Reproduce every record exactly as written.

====== Given data ======

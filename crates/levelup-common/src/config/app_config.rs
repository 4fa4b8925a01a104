//! Application configuration structs
//!
//! Loads configuration from environment variables, optionally layered over a
//! config file for deployments that prefer one.

use serde::Deserialize;
use std::env;

/// Main application configuration
#[derive(Debug, Clone, Deserialize)]
pub struct AppConfig {
    #[serde(default)]
    pub app: AppSettings,
    pub database: DatabaseConfig,
    pub redis: RedisConfig,
    #[serde(default)]
    pub leveling: LevelingDefaults,
    #[serde(default)]
    pub snowflake: SnowflakeConfig,
}

/// General application settings
#[derive(Debug, Clone, Deserialize)]
pub struct AppSettings {
    #[serde(default = "default_app_name")]
    pub name: String,
    #[serde(default = "default_env")]
    pub env: Environment,
}

impl Default for AppSettings {
    fn default() -> Self {
        Self {
            name: default_app_name(),
            env: default_env(),
        }
    }
}

/// Environment type
#[derive(Debug, Clone, Copy, PartialEq, Eq, Deserialize, Default)]
#[serde(rename_all = "lowercase")]
pub enum Environment {
    #[default]
    Development,
    Staging,
    Production,
}

impl Environment {
    #[must_use]
    pub fn is_production(&self) -> bool {
        matches!(self, Self::Production)
    }

    #[must_use]
    pub fn is_development(&self) -> bool {
        matches!(self, Self::Development)
    }
}

/// Database configuration
#[derive(Debug, Clone, Deserialize)]
pub struct DatabaseConfig {
    pub url: String,
    #[serde(default = "default_max_connections")]
    pub max_connections: u32,
    #[serde(default = "default_min_connections")]
    pub min_connections: u32,
}

/// Redis configuration
#[derive(Debug, Clone, Deserialize)]
pub struct RedisConfig {
    pub url: String,
    #[serde(default = "default_redis_max_connections")]
    pub max_connections: u32,
}

/// Fallback leveling settings for guilds with no stored config
#[derive(Debug, Clone, Deserialize)]
pub struct LevelingDefaults {
    #[serde(default = "default_min_gain")]
    pub min_gain: i64,
    #[serde(default = "default_max_gain")]
    pub max_gain: i64,
    #[serde(default = "default_cooldown_seconds")]
    pub cooldown_seconds: i64,
    /// Seconds a cached guild config stays fresh
    #[serde(default = "default_config_cache_ttl")]
    pub config_cache_ttl_seconds: u64,
}

impl Default for LevelingDefaults {
    fn default() -> Self {
        Self {
            min_gain: default_min_gain(),
            max_gain: default_max_gain(),
            cooldown_seconds: default_cooldown_seconds(),
            config_cache_ttl_seconds: default_config_cache_ttl(),
        }
    }
}

/// Snowflake ID generator configuration (audit entry IDs)
#[derive(Debug, Clone, Default, Deserialize)]
pub struct SnowflakeConfig {
    #[serde(default)]
    pub worker_id: u16,
}

// Default value functions
fn default_app_name() -> String {
    "levelup".to_string()
}

fn default_env() -> Environment {
    Environment::Development
}

fn default_max_connections() -> u32 {
    20
}

fn default_min_connections() -> u32 {
    5
}

fn default_redis_max_connections() -> u32 {
    10
}

fn default_min_gain() -> i64 {
    15
}

fn default_max_gain() -> i64 {
    25
}

fn default_cooldown_seconds() -> i64 {
    60
}

fn default_config_cache_ttl() -> u64 {
    300
}

impl AppConfig {
    /// Load configuration from environment variables
    ///
    /// # Errors
    /// Returns an error if required environment variables are missing
    pub fn from_env() -> Result<Self, ConfigError> {
        // Load .env file if present (ignore errors if not found)
        let _ = dotenvy::dotenv();

        Ok(Self {
            app: AppSettings {
                name: env::var("APP_NAME").unwrap_or_else(|_| default_app_name()),
                env: env::var("APP_ENV")
                    .ok()
                    .and_then(|s| match s.to_lowercase().as_str() {
                        "production" => Some(Environment::Production),
                        "staging" => Some(Environment::Staging),
                        "development" => Some(Environment::Development),
                        _ => None,
                    })
                    .unwrap_or_default(),
            },
            database: DatabaseConfig {
                url: env::var("DATABASE_URL")
                    .map_err(|_| ConfigError::MissingVar("DATABASE_URL"))?,
                max_connections: env::var("DATABASE_MAX_CONNECTIONS")
                    .ok()
                    .and_then(|s| s.parse().ok())
                    .unwrap_or_else(default_max_connections),
                min_connections: env::var("DATABASE_MIN_CONNECTIONS")
                    .ok()
                    .and_then(|s| s.parse().ok())
                    .unwrap_or_else(default_min_connections),
            },
            redis: RedisConfig {
                url: env::var("REDIS_URL").map_err(|_| ConfigError::MissingVar("REDIS_URL"))?,
                max_connections: env::var("REDIS_MAX_CONNECTIONS")
                    .ok()
                    .and_then(|s| s.parse().ok())
                    .unwrap_or_else(default_redis_max_connections),
            },
            leveling: LevelingDefaults {
                min_gain: env::var("LEVELING_MIN_GAIN")
                    .ok()
                    .and_then(|s| s.parse().ok())
                    .unwrap_or_else(default_min_gain),
                max_gain: env::var("LEVELING_MAX_GAIN")
                    .ok()
                    .and_then(|s| s.parse().ok())
                    .unwrap_or_else(default_max_gain),
                cooldown_seconds: env::var("LEVELING_COOLDOWN_SECONDS")
                    .ok()
                    .and_then(|s| s.parse().ok())
                    .unwrap_or_else(default_cooldown_seconds),
                config_cache_ttl_seconds: env::var("LEVELING_CONFIG_CACHE_TTL")
                    .ok()
                    .and_then(|s| s.parse().ok())
                    .unwrap_or_else(default_config_cache_ttl),
            },
            snowflake: SnowflakeConfig {
                worker_id: env::var("WORKER_ID")
                    .ok()
                    .and_then(|s| s.parse().ok())
                    .unwrap_or(0),
            },
        })
    }

    /// Load configuration from an optional file layered under the environment
    ///
    /// File keys use the struct paths (`database.url`, `leveling.min_gain`);
    /// `LEVELUP_`-prefixed environment variables override them
    /// (`LEVELUP_DATABASE__URL`).
    pub fn load(file: Option<&str>) -> Result<Self, ConfigError> {
        let _ = dotenvy::dotenv();

        let mut builder = ::config::Config::builder();
        if let Some(path) = file {
            builder = builder.add_source(::config::File::with_name(path).required(false));
        }
        builder = builder.add_source(
            ::config::Environment::with_prefix("LEVELUP")
                .separator("__")
                .try_parsing(true),
        );

        builder
            .build()
            .and_then(::config::Config::try_deserialize)
            .map_err(|e| ConfigError::InvalidValue("config", e.to_string()))
    }
}

/// Configuration errors
#[derive(Debug, thiserror::Error)]
pub enum ConfigError {
    #[error("Missing required environment variable: {0}")]
    MissingVar(&'static str),

    #[error("Invalid value for {0}: {1}")]
    InvalidValue(&'static str, String),
}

======

▶ **Answer below**
filename crates/levelup-common/src/config/app_config.rs
repository 4fa4b8925a01a104
//! Application configuration structs
//!
//! Loads configuration from environment variables, optionally layered over a
//! config file for deployments that prefer one.

use serde::Deserialize;
use std::env;

/// Main application configuration
#[derive(Debug, Clone, Deserialize)]
pub struct AppConfig {
    #[serde(default)]
    pub app: AppSettings,
    pub database: DatabaseConfig,
    pub redis: RedisConfig,
    #[serde(default)]
    pub leveling: LevelingDefaults,
    #[serde(default)]
    pub snowflake: SnowflakeConfig,
}

/// General application settings
#[derive(Debug, Clone, Deserialize)]
pub struct AppSettings {
    #[serde(default = "default_app_name")]
    pub name: String,
    #[serde(default = "default_env")]
    pub env: Environment,
}

impl Default for AppSettings {
    fn default() -> Self {
        Self {
            name: default_app_name(),
            env: default_env(),
        }
    }
}

/// Environment type
#[derive(Debug, Clone, Copy, PartialEq, Eq, Deserialize, Default)]
#[serde(rename_all = "lowercase")]
pub enum Environment {
    #[default]
    Development,
    Staging,
    Production,
}

impl Environment {
    #[must_use]
    pub fn is_production(&self) -> bool {
        matches!(self, Self::Production)
    }

    #[must_use]
    pub fn is_development(&self) -> bool {
        matches!(self, Self::Development)
    }
}

/// Database configuration
#[derive(Debug, Clone, Deserialize)]
pub struct DatabaseConfig {
    pub url: String,
    #[serde(default = "default_max_connections")]
    pub max_connections: u32,
    #[serde(default = "default_min_connections")]
    pub min_connections: u32,
}

/// Redis configuration
#[derive(Debug, Clone, Deserialize)]
pub struct RedisConfig {
    pub url: String,
    #[serde(default = "default_redis_max_connections")]
    pub max_connections: u32,
}

/// Fallback leveling settings for guilds with no stored config
#[derive(Debug, Clone, Deserialize)]
pub struct LevelingDefaults {
    #[serde(default = "default_min_gain")]
    pub min_gain: i64,
    #[serde(default = "default_max_gain")]
    pub max_gain: i64,
    #[serde(default = "default_cooldown_seconds")]
    pub cooldown_seconds: i64,
    /// Seconds a cached guild config stays fresh
    #[serde(default = "default_config_cache_ttl")]
    pub config_cache_ttl_seconds: u64,
}

impl Default for LevelingDefaults {
    fn default() -> Self {
        Self {
            min_gain: default_min_gain(),
            max_gain: default_max_gain(),
            cooldown_seconds: default_cooldown_seconds(),
            config_cache_ttl_seconds: default_config_cache_ttl(),
        }
    }
}

/// Snowflake ID generator configuration (audit entry IDs)
#[derive(Debug, Clone, Default, Deserialize)]
pub struct SnowflakeConfig {
    #[serde(default)]
    pub worker_id: u16,
}

// Default value functions
fn default_app_name() -> String {
    "levelup".to_string()
}

fn default_env() -> Environment {
    Environment::Development
}

fn default_max_connections() -> u32 {
    20
}

fn default_min_connections() -> u32 {
    5
}

fn default_redis_max_connections() -> u32 {
    10
}

fn default_min_gain() -> i64 {
    15
}

fn default_max_gain() -> i64 {
    25
}

fn default_cooldown_seconds() -> i64 {
    60
}

fn default_config_cache_ttl() -> u64 {
    300
}

impl AppConfig {
    /// Load configuration from environment variables
    ///
    /// # Errors
    /// Returns an error if required environment variables are missing
    pub fn from_env() -> Result<Self, ConfigError> {
        // Load .env file if present (ignore errors if not found)
        let _ = dotenvy::dotenv();

        Ok(Self {
            app: AppSettings {
                name: env::var("APP_NAME").unwrap_or_else(|_| default_app_name()),
                env: env::var("APP_ENV")
                    .ok()
                    .and_then(|s| match s.to_lowercase().as_str() {
                        "production" => Some(Environment::Production),
                        "staging" => Some(Environment::Staging),
                        "development" => Some(Environment::Development),
                        _ => None,
                    })
                    .unwrap_or_default(),
            },
            database: DatabaseConfig {
                url: env::var("DATABASE_URL")
                    .map_err(|_| ConfigError::MissingVar("DATABASE_URL"))?,
                max_connections: env::var("DATABASE_MAX_CONNECTIONS")
                    .ok()
                    .and_then(|s| s.parse().ok())
                    .unwrap_or_else(default_max_connections),
                min_connections: env::var("DATABASE_MIN_CONNECTIONS")
                    .ok()
                    .and_then(|s| s.parse().ok())
                    .unwrap_or_else(default_min_connections),
            },
            redis: RedisConfig {
                url: env::var("REDIS_URL").map_err(|_| ConfigError::MissingVar("REDIS_URL"))?,
                max_connections: env::var("REDIS_MAX_CONNECTIONS")
                    .ok()
                    .and_then(|s| s.parse().ok())
                    .unwrap_or_else(default_redis_max_connections),
            },
            leveling: LevelingDefaults {
                min_gain: env::var("LEVELING_MIN_GAIN")
                    .ok()
                    .and_then(|s| s.parse().ok())
                    .unwrap_or_else(default_min_gain),
                max_gain: env::var("LEVELING_MAX_GAIN")
                    .ok()
                    .and_then(|s| s.parse().ok())
                    .unwrap_or_else(default_max_gain),
                cooldown_seconds: env::var("LEVELING_COOLDOWN_SECONDS")
                    .ok()
                    .and_then(|s| s.parse().ok())
                    .unwrap_or_else(default_cooldown_seconds),
                config_cache_ttl_seconds: env::var("LEVELING_CONFIG_CACHE_TTL")
                    .ok()
                    .and_then(|s| s.parse().ok())
                    .unwrap_or_else(default_config_cache_ttl),
            },
            snowflake: SnowflakeConfig {
                worker_id: env::var("WORKER_ID")
                    .ok()
                    .and_then(|s| s.parse().ok())
                    .unwrap_or(0),
            },
        })
    }

    /// Load configuration from an optional file layered under the environment
    ///
    /// File keys use the struct paths (`database.url`, `leveling.min_gain`);
    /// `LEVELUP_`-prefixed environment variables override them
    /// (`LEVELUP_DATABASE__URL`).
    pub fn load(file: Option<&str>) -> Result<Self, ConfigError> {
        let _ = dotenvy::dotenv();

        let mut builder = ::config::Config::builder();
        if let Some(path) = file {
            builder = builder.add_source(::config::File::with_name(path).required(false));
        }
        builder = builder.add_source(
            ::config::Environment::with_prefix("LEVELUP")
                .separator("__")
                .try_parsing(true),
        );

        builder
            .build()
            .and_then(::config::Config::try_deserialize)
            .map_err(|e| ConfigError::InvalidValue("config", e.to_string()))
    }
}

/// Configuration errors
#[derive(Debug, thiserror::Error)]
pub enum ConfigError {
    #[error("Missing required environment variable: {0}")]
    MissingVar(&'static str),

    #[error("Invalid value for {0}: {1}")]
    InvalidValue(&'static str, String),
}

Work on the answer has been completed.